(EXERCISE MATERIAL):
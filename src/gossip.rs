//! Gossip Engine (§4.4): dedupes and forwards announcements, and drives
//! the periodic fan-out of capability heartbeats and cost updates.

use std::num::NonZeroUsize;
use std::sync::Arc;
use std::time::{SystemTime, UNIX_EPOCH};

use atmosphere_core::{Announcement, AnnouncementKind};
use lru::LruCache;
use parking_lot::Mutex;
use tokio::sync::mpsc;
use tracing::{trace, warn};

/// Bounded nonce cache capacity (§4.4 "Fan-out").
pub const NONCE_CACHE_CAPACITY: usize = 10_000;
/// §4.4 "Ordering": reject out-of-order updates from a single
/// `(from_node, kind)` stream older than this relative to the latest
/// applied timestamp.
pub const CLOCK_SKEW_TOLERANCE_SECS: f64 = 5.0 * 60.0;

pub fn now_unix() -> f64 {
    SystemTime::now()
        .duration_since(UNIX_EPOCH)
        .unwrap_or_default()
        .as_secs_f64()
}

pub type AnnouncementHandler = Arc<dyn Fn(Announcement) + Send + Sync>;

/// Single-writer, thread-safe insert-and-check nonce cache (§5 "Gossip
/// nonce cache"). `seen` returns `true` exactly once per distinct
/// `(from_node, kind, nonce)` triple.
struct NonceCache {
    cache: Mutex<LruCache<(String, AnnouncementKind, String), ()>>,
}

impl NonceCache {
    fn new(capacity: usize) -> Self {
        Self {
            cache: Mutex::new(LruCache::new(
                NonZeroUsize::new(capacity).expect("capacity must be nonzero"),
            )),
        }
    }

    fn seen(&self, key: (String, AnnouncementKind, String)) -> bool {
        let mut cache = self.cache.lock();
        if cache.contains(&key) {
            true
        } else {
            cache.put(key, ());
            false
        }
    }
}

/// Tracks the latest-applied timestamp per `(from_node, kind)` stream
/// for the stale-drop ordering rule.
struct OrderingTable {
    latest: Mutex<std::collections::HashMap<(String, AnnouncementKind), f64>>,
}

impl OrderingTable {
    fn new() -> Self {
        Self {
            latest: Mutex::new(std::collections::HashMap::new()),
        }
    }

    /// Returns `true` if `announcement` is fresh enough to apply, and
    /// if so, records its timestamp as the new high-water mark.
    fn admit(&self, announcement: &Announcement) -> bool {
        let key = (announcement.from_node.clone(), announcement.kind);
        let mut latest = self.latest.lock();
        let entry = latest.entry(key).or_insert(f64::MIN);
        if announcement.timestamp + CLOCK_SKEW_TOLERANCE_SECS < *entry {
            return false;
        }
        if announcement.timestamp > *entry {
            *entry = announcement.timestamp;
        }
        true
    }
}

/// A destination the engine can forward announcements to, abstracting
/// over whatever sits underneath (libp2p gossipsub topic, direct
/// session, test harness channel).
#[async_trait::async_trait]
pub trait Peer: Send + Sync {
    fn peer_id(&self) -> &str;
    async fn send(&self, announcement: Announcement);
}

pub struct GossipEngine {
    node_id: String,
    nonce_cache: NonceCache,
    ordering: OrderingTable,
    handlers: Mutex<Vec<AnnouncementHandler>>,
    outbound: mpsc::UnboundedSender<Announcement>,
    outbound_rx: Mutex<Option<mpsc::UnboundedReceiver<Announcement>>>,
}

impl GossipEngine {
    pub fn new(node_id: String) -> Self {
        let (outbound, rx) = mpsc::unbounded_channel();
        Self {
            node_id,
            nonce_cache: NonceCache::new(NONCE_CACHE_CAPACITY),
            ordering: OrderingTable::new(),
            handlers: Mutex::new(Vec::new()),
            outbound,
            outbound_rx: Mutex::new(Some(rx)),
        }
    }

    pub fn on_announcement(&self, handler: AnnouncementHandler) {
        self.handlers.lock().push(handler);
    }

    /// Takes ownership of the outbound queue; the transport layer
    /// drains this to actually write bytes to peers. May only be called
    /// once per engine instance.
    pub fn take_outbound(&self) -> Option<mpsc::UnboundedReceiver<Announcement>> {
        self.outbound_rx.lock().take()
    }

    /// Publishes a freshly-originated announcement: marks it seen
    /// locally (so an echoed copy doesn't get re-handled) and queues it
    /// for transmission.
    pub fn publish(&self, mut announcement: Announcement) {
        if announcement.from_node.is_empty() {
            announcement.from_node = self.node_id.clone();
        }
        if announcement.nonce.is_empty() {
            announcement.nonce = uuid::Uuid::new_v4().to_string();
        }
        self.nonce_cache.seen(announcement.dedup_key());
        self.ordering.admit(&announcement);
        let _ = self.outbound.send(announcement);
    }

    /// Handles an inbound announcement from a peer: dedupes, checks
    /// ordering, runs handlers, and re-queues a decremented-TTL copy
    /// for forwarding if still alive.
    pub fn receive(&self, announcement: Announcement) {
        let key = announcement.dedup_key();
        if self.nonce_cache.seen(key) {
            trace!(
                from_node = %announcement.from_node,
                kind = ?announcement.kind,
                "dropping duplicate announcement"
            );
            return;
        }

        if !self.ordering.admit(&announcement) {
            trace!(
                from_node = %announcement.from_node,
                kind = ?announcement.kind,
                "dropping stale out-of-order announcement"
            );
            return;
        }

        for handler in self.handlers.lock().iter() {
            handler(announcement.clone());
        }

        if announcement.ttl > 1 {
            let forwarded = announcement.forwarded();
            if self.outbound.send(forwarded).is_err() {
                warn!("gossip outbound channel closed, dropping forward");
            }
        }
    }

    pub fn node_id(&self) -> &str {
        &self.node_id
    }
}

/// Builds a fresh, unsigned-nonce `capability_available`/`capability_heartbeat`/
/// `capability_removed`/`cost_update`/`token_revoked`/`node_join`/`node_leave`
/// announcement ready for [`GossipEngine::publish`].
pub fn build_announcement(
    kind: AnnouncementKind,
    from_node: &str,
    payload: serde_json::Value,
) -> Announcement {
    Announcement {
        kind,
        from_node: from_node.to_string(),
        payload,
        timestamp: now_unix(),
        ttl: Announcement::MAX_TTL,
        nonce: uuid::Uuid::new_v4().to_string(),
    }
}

(WORK REQUIRED): Only the lines with the string "this" are wanted; pick them out of the records above and copy them.

(EXPECTED ANSWER):
/// `(from_node, kind)` stream older than this relative to the latest
    /// drains this to actually write bytes to peers. May only be called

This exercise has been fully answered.